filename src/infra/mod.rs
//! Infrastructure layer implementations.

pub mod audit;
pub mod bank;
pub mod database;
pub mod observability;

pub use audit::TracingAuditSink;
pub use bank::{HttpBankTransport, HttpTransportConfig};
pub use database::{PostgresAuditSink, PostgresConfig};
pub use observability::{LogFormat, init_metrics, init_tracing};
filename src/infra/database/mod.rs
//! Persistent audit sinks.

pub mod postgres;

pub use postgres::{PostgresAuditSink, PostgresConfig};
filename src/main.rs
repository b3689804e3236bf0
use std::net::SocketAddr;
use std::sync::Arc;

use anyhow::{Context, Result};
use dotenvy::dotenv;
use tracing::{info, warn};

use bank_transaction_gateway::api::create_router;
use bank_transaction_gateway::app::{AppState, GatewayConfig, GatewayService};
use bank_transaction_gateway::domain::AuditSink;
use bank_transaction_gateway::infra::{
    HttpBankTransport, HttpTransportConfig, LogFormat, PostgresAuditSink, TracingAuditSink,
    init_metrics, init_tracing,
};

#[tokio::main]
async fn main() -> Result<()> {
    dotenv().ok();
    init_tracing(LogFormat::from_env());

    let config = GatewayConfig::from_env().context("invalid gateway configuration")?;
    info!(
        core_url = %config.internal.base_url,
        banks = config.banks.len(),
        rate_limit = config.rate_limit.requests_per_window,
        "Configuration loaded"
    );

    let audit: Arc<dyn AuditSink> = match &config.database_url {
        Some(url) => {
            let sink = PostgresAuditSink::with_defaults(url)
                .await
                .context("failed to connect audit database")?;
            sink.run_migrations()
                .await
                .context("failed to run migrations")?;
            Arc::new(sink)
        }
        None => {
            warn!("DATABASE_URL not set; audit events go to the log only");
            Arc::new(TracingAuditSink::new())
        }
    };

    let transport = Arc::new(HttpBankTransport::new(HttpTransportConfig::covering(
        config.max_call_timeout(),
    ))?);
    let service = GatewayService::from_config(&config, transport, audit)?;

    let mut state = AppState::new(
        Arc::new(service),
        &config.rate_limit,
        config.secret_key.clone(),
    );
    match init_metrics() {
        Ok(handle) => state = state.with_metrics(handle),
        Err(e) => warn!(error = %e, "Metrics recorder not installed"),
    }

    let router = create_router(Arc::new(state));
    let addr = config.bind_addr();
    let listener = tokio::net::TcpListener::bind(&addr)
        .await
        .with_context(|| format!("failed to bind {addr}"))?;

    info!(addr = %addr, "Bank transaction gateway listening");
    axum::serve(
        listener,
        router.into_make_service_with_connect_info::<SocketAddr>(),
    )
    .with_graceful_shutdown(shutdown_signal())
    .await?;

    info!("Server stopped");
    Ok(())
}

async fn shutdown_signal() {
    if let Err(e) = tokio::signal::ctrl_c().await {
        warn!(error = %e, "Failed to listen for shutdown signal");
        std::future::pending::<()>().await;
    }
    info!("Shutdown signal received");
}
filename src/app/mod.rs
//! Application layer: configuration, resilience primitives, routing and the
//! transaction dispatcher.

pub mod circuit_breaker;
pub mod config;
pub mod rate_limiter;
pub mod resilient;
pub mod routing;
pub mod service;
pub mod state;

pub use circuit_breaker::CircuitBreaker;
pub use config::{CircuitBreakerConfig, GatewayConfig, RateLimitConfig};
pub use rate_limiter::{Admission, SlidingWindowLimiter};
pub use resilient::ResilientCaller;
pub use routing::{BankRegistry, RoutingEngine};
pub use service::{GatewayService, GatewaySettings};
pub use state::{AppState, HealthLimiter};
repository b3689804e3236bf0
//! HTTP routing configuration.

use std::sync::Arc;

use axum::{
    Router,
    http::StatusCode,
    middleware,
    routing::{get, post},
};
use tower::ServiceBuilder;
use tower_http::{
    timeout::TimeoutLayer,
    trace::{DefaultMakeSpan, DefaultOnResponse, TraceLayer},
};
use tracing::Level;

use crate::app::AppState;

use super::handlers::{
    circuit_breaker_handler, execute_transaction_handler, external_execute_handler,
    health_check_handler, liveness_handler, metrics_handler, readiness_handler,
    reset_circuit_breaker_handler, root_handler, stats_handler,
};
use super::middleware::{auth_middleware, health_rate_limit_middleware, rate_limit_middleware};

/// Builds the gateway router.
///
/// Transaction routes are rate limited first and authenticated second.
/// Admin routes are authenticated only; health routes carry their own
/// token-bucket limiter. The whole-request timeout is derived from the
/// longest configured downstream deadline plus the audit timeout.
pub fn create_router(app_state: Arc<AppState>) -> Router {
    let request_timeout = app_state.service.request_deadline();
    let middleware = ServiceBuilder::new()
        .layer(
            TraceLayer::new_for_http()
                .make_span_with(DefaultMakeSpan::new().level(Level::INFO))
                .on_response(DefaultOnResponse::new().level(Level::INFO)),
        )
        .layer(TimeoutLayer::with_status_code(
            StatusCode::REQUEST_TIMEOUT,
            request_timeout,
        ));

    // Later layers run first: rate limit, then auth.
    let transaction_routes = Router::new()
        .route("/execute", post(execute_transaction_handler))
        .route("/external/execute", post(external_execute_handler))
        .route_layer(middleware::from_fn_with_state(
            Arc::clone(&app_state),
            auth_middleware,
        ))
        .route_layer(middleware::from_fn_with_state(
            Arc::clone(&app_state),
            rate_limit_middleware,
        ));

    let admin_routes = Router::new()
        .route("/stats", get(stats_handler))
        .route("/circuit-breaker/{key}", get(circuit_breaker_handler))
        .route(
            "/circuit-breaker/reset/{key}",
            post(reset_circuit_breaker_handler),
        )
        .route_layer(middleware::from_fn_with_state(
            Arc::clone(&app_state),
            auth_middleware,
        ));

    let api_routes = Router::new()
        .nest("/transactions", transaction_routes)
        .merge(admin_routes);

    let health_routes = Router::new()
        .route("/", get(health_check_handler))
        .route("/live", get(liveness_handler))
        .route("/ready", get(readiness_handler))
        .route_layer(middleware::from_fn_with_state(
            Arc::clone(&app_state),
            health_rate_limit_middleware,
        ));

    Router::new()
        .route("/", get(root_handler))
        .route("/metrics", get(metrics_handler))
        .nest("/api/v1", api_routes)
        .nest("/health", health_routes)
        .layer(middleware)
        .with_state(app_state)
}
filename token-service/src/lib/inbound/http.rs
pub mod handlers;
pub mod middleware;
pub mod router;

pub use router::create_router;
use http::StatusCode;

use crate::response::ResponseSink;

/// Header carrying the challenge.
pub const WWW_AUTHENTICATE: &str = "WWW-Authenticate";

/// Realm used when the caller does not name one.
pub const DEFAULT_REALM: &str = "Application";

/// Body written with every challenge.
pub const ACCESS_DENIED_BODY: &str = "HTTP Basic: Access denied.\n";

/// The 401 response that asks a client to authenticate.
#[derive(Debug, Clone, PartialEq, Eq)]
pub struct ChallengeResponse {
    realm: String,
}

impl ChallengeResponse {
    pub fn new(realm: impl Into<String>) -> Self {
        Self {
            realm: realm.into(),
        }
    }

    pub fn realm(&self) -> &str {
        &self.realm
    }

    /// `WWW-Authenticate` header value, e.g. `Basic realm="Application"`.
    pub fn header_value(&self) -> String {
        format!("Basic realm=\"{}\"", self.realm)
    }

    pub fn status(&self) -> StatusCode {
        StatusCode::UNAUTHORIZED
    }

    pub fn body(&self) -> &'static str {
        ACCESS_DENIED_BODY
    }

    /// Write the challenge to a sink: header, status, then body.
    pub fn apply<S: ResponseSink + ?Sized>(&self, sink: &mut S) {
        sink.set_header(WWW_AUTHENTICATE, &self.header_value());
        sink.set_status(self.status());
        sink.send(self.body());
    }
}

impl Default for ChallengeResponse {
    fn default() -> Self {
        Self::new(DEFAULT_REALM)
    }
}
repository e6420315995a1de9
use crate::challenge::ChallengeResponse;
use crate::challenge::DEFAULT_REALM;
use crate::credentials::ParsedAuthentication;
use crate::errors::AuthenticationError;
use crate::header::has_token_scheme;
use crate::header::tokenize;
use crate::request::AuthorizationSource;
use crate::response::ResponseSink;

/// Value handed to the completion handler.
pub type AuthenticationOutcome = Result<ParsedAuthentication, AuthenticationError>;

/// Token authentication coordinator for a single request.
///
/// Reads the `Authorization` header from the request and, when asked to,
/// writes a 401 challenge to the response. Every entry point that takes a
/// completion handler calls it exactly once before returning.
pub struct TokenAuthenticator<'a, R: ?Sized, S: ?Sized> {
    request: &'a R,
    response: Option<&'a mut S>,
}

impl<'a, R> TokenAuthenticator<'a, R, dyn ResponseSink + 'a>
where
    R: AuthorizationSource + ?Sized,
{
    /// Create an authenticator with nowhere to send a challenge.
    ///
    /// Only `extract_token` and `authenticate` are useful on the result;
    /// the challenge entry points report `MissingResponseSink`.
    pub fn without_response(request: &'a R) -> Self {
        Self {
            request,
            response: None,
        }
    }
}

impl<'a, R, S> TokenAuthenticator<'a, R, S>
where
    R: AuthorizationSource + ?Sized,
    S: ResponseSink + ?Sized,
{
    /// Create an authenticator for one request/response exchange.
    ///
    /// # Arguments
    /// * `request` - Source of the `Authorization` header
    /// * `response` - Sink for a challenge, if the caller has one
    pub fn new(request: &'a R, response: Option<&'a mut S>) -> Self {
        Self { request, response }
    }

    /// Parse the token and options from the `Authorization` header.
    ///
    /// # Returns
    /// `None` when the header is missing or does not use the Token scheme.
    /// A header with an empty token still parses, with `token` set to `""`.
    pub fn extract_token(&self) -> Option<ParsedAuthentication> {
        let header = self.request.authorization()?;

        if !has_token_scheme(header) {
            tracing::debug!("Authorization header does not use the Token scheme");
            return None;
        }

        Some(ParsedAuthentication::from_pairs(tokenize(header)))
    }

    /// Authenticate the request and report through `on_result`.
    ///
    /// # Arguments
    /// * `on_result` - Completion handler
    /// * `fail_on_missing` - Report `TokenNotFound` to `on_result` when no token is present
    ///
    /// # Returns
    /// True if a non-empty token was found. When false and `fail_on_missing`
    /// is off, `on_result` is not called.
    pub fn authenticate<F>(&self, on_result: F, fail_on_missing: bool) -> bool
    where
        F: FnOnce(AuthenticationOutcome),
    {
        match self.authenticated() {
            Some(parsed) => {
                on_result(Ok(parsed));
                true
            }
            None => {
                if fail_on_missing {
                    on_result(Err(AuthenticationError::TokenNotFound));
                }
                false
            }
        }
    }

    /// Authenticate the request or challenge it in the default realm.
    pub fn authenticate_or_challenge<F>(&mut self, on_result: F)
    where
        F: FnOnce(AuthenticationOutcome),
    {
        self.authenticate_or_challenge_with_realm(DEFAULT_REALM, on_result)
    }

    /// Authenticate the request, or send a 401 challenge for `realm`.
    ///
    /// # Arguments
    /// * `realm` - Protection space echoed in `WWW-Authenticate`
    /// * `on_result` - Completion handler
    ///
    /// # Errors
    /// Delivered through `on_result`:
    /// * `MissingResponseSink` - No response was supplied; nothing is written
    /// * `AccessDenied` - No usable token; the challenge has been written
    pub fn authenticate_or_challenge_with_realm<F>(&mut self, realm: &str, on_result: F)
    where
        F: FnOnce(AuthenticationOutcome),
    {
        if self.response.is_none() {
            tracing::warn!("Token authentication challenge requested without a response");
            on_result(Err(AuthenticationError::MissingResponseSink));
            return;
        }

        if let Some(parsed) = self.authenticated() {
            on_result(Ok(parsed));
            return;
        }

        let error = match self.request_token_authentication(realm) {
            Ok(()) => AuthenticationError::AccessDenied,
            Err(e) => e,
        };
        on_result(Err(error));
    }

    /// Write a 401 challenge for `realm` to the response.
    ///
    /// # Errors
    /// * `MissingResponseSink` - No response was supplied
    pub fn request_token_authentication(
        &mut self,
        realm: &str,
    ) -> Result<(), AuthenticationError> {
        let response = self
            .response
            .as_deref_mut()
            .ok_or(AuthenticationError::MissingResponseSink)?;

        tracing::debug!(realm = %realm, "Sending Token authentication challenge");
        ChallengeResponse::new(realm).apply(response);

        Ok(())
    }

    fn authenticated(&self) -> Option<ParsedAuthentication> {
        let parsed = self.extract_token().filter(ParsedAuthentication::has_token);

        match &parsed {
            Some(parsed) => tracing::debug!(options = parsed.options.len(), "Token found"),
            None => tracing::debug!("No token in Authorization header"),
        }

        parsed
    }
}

# WHAT TO PRODUCE:
I need each line from the listing where the word "options" occurs.

# SOLUTION TO THE EXERCISE:
    /// Parse the token and options from the `Authorization` header.
            Some(parsed) => tracing::debug!(options = parsed.options.len(), "Token found"),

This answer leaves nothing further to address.